Task requirements -> Check each line of the listing below for the string "path", then copy every line that has it.

Data records ->

//! Candidate index: harvested publications keyed by resident name.
//!
//! On disk this is a JSON array of `{resident_name, publications: [...]}`
//! objects. Records are validated once when the index is built; invalid
//! records are dropped and counted.

use std::collections::HashMap;
use std::path::Path;

use anyhow::{Context, Result};
use serde::{Deserialize, Serialize};

use crate::model::{CandidatePublication, RawCandidate};

/// One resident's entry in the candidate index file.
#[derive(Debug, Clone, Serialize, Deserialize)]
pub struct ResidentCandidates<P> {
    pub resident_name: String,
    #[serde(default)]
    pub publications: Vec<P>,
}

/// Validated candidates per resident.
#[derive(Debug, Default)]
pub struct CandidateIndex {
    by_resident: HashMap<String, Vec<CandidatePublication>>,
    rejected: usize,
}

impl CandidateIndex {
    /// Validate raw entries. Duplicate resident entries are concatenated.
    pub fn from_entries(entries: Vec<ResidentCandidates<RawCandidate>>) -> Self {
        let mut index = Self::default();

        for entry in entries {
            let list = index.by_resident.entry(entry.resident_name.clone()).or_default();
            for raw in entry.publications {
                match CandidatePublication::try_from(raw) {
                    Ok(candidate) => list.push(candidate),
                    Err(e) => {
                        log::debug!("{}: dropped candidate: {e}", entry.resident_name);
                        index.rejected += 1;
                    }
                }
            }
        }

        if index.rejected > 0 {
            log::warn!("Dropped {} invalid candidate records", index.rejected);
        }
        index
    }

    /// Load and validate a candidate index file.
    pub fn load(path: &Path) -> Result<Self> {
        let content = std::fs::read_to_string(path)
            .with_context(|| format!("Failed to read candidate index: {}", path.display()))?;
        let entries: Vec<ResidentCandidates<RawCandidate>> = serde_json::from_str(&content)
            .with_context(|| format!("Invalid candidate index JSON: {}", path.display()))?;
        let index = Self::from_entries(entries);
        log::info!(
            "Loaded candidates for {} residents ({} records)",
            index.resident_count(),
            index.candidate_count()
        );
        Ok(index)
    }

    /// Candidates for `resident_name`; empty when the resident is unknown.
    pub fn get(&self, resident_name: &str) -> &[CandidatePublication] {
        self.by_resident
            .get(resident_name)
            .map(Vec::as_slice)
            .unwrap_or(&[])
    }

    pub fn resident_count(&self) -> usize {
        self.by_resident.len()
    }

    pub fn candidate_count(&self) -> usize {
        self.by_resident.values().map(Vec::len).sum()
    }

    /// Number of records rejected by validation.
    pub fn rejected(&self) -> usize {
        self.rejected
    }
}

/// Write harvested candidates as a candidate index file.
pub fn save_candidates(
    entries: &[ResidentCandidates<CandidatePublication>],
    path: &Path,
) -> Result<()> {
    if let Some(parent) = path.parent().filter(|p| !p.as_os_str().is_empty()) {
        std::fs::create_dir_all(parent)
            .with_context(|| format!("Failed to create directory: {}", parent.display()))?;
    }
    let json = serde_json::to_string_pretty(entries).context("Failed to serialize candidates")?;
    std::fs::write(path, json)
        .with_context(|| format!("Failed to write candidate index: {}", path.display()))?;
    Ok(())
}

Answer to this exercise ->
use std::path::Path;
    pub fn load(path: &Path) -> Result<Self> {
        let content = std::fs::read_to_string(path)
            .with_context(|| format!("Failed to read candidate index: {}", path.display()))?;
            .with_context(|| format!("Invalid candidate index JSON: {}", path.display()))?;
    path: &Path,
    if let Some(parent) = path.parent().filter(|p| !p.as_os_str().is_empty()) {
    std::fs::write(path, json)
        .with_context(|| format!("Failed to write candidate index: {}", path.display()))?;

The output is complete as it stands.